→ What is required
For this exercise, output every line of the data as it stands.

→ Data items
* * * * * * *

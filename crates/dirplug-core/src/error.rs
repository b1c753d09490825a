// ── Core error types ──
//
// User-facing errors from dirplug-core. Consumers never see raw HTTP
// status codes or JSON parse failures; the `From<dirplug_api::Error>`
// impl translates transport-layer errors into domain variants.

use thiserror::Error;

/// Contract violations found while building or decoding a snapshot.
///
/// Always fatal. Messages name the offending attribute or discriminator.
#[derive(Debug, Clone, PartialEq, Eq, Error)]
pub enum SchemaError {
    #[error("plugin '{id}' carries no recognised plugin schema")]
    NoVariant { id: String },

    #[error("plugin '{id}' carries more than one plugin schema: {}", variants.join(", "))]
    MultipleVariants { id: String, variants: Vec<String> },

    #[error("unknown plugin variant '{name}'")]
    UnknownVariant { name: String },

    #[error("'{attribute}' is not an attribute of {variant}")]
    UnknownAttribute { variant: String, attribute: String },

    #[error("'{attribute}' is computed by the server and cannot be set on {variant}")]
    ComputedAttribute { variant: String, attribute: String },

    #[error("{variant} requires '{attribute}'")]
    MissingRequired { variant: String, attribute: String },

    #[error("'{attribute}' expects {expected}, got {found}")]
    TypeMismatch {
        attribute: String,
        expected: &'static str,
        found: String,
    },

    #[error("'{value}' is not a valid value for '{attribute}' (allowed: {allowed})")]
    UnknownEnumValue {
        attribute: String,
        value: String,
        allowed: String,
    },
}

/// Unified error type for the core crate.
#[derive(Debug, Error)]
pub enum CoreError {
    // ── Connection errors ────────────────────────────────────────────
    #[error("Cannot connect to server at {url}: {reason}")]
    ConnectionFailed { url: String, reason: String },

    #[error("Authentication failed: {message}")]
    AuthenticationFailed { message: String },

    #[error("Permission denied: {message}")]
    PermissionDenied { message: String },

    #[error("Server request timed out after {timeout_secs}s")]
    Timeout { timeout_secs: u64 },

    // ── Data errors ──────────────────────────────────────────────────
    #[error("Not found: {entity_type} '{identifier}'")]
    NotFound {
        entity_type: String,
        identifier: String,
    },

    #[error("Schema violation: {0}")]
    Schema(#[from] SchemaError),

    #[error("Plugin '{id}' is a {found} plugin, not {expected}")]
    VariantMismatch {
        id: String,
        expected: String,
        found: String,
    },

    // ── Operation errors ─────────────────────────────────────────────
    #[error("Operation not supported: {operation} on {variant}")]
    Unsupported { operation: String, variant: String },

    // ── API errors (wrapped, not exposed raw) ────────────────────────
    #[error("API error: {message}")]
    Api {
        message: String,
        /// HTTP status code (if applicable).
        status: Option<u16>,
    },

    // ── Configuration errors ─────────────────────────────────────────
    #[error("Configuration error: {message}")]
    Config { message: String },

    // ── Internal errors ──────────────────────────────────────────────
    #[error("Internal error: {0}")]
    Internal(String),
}

// ── Conversion from transport-layer errors ───────────────────────────

impl From<dirplug_api::Error> for CoreError {
    fn from(err: dirplug_api::Error) -> Self {
        match err {
            dirplug_api::Error::Authentication { message } => {
                CoreError::AuthenticationFailed { message }
            }
            dirplug_api::Error::Forbidden { message } => CoreError::PermissionDenied { message },
            dirplug_api::Error::Transport(ref e) => {
                if e.is_timeout() {
                    CoreError::Timeout { timeout_secs: 0 }
                } else if e.is_connect() {
                    CoreError::ConnectionFailed {
                        url: e
                            .url()
                            .map_or_else(|| "<unknown>".into(), ToString::to_string),
                        reason: e.to_string(),
                    }
                } else {
                    CoreError::Api {
                        message: e.to_string(),
                        status: e.status().map(|s| s.as_u16()),
                    }
                }
            }
            dirplug_api::Error::InvalidUrl(e) => CoreError::Config {
                message: format!("Invalid URL: {e}"),
            },
            dirplug_api::Error::Tls(msg) => CoreError::ConnectionFailed {
                url: String::new(),
                reason: format!("TLS error: {msg}"),
            },
            dirplug_api::Error::NotFound { path } => CoreError::NotFound {
                entity_type: "resource".into(),
                identifier: path,
            },
            dirplug_api::Error::Api { status, detail } => CoreError::Api {
                message: detail,
                status: Some(status),
            },
            dirplug_api::Error::Deserialization { message, body: _ } => {
                CoreError::Internal(format!("Deserialization error: {message}"))
            }
        }
    }
}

* * * * * * *

→ Solution below
filename crates/dirplug-core/src/error.rs
repository b1c753d09490825a
// ── Core error types ──
//
// User-facing errors from dirplug-core. Consumers never see raw HTTP
// status codes or JSON parse failures; the `From<dirplug_api::Error>`
// impl translates transport-layer errors into domain variants.

use thiserror::Error;

/// Contract violations found while building or decoding a snapshot.
///
/// Always fatal. Messages name the offending attribute or discriminator.
#[derive(Debug, Clone, PartialEq, Eq, Error)]
pub enum SchemaError {
    #[error("plugin '{id}' carries no recognised plugin schema")]
    NoVariant { id: String },

    #[error("plugin '{id}' carries more than one plugin schema: {}", variants.join(", "))]
    MultipleVariants { id: String, variants: Vec<String> },

    #[error("unknown plugin variant '{name}'")]
    UnknownVariant { name: String },

    #[error("'{attribute}' is not an attribute of {variant}")]
    UnknownAttribute { variant: String, attribute: String },

    #[error("'{attribute}' is computed by the server and cannot be set on {variant}")]
    ComputedAttribute { variant: String, attribute: String },

    #[error("{variant} requires '{attribute}'")]
    MissingRequired { variant: String, attribute: String },

    #[error("'{attribute}' expects {expected}, got {found}")]
    TypeMismatch {
        attribute: String,
        expected: &'static str,
        found: String,
    },

    #[error("'{value}' is not a valid value for '{attribute}' (allowed: {allowed})")]
    UnknownEnumValue {
        attribute: String,
        value: String,
        allowed: String,
    },
}

/// Unified error type for the core crate.
#[derive(Debug, Error)]
pub enum CoreError {
    // ── Connection errors ────────────────────────────────────────────
    #[error("Cannot connect to server at {url}: {reason}")]
    ConnectionFailed { url: String, reason: String },

    #[error("Authentication failed: {message}")]
    AuthenticationFailed { message: String },

    #[error("Permission denied: {message}")]
    PermissionDenied { message: String },

    #[error("Server request timed out after {timeout_secs}s")]
    Timeout { timeout_secs: u64 },

    // ── Data errors ──────────────────────────────────────────────────
    #[error("Not found: {entity_type} '{identifier}'")]
    NotFound {
        entity_type: String,
        identifier: String,
    },

    #[error("Schema violation: {0}")]
    Schema(#[from] SchemaError),

    #[error("Plugin '{id}' is a {found} plugin, not {expected}")]
    VariantMismatch {
        id: String,
        expected: String,
        found: String,
    },

    // ── Operation errors ─────────────────────────────────────────────
    #[error("Operation not supported: {operation} on {variant}")]
    Unsupported { operation: String, variant: String },

    // ── API errors (wrapped, not exposed raw) ────────────────────────
    #[error("API error: {message}")]
    Api {
        message: String,
        /// HTTP status code (if applicable).
        status: Option<u16>,
    },

    // ── Configuration errors ─────────────────────────────────────────
    #[error("Configuration error: {message}")]
    Config { message: String },

    // ── Internal errors ──────────────────────────────────────────────
    #[error("Internal error: {0}")]
    Internal(String),
}

// ── Conversion from transport-layer errors ───────────────────────────

impl From<dirplug_api::Error> for CoreError {
    fn from(err: dirplug_api::Error) -> Self {
        match err {
            dirplug_api::Error::Authentication { message } => {
                CoreError::AuthenticationFailed { message }
            }
            dirplug_api::Error::Forbidden { message } => CoreError::PermissionDenied { message },
            dirplug_api::Error::Transport(ref e) => {
                if e.is_timeout() {
                    CoreError::Timeout { timeout_secs: 0 }
                } else if e.is_connect() {
                    CoreError::ConnectionFailed {
                        url: e
                            .url()
                            .map_or_else(|| "<unknown>".into(), ToString::to_string),
                        reason: e.to_string(),
                    }
                } else {
                    CoreError::Api {
                        message: e.to_string(),
                        status: e.status().map(|s| s.as_u16()),
                    }
                }
            }
            dirplug_api::Error::InvalidUrl(e) => CoreError::Config {
                message: format!("Invalid URL: {e}"),
            },
            dirplug_api::Error::Tls(msg) => CoreError::ConnectionFailed {
                url: String::new(),
                reason: format!("TLS error: {msg}"),
            },
            dirplug_api::Error::NotFound { path } => CoreError::NotFound {
                entity_type: "resource".into(),
                identifier: path,
            },
            dirplug_api::Error::Api { status, detail } => CoreError::Api {
                message: detail,
                status: Some(status),
            },
            dirplug_api::Error::Deserialization { message, body: _ } => {
                CoreError::Internal(format!("Deserialization error: {message}"))
            }
        }
    }
}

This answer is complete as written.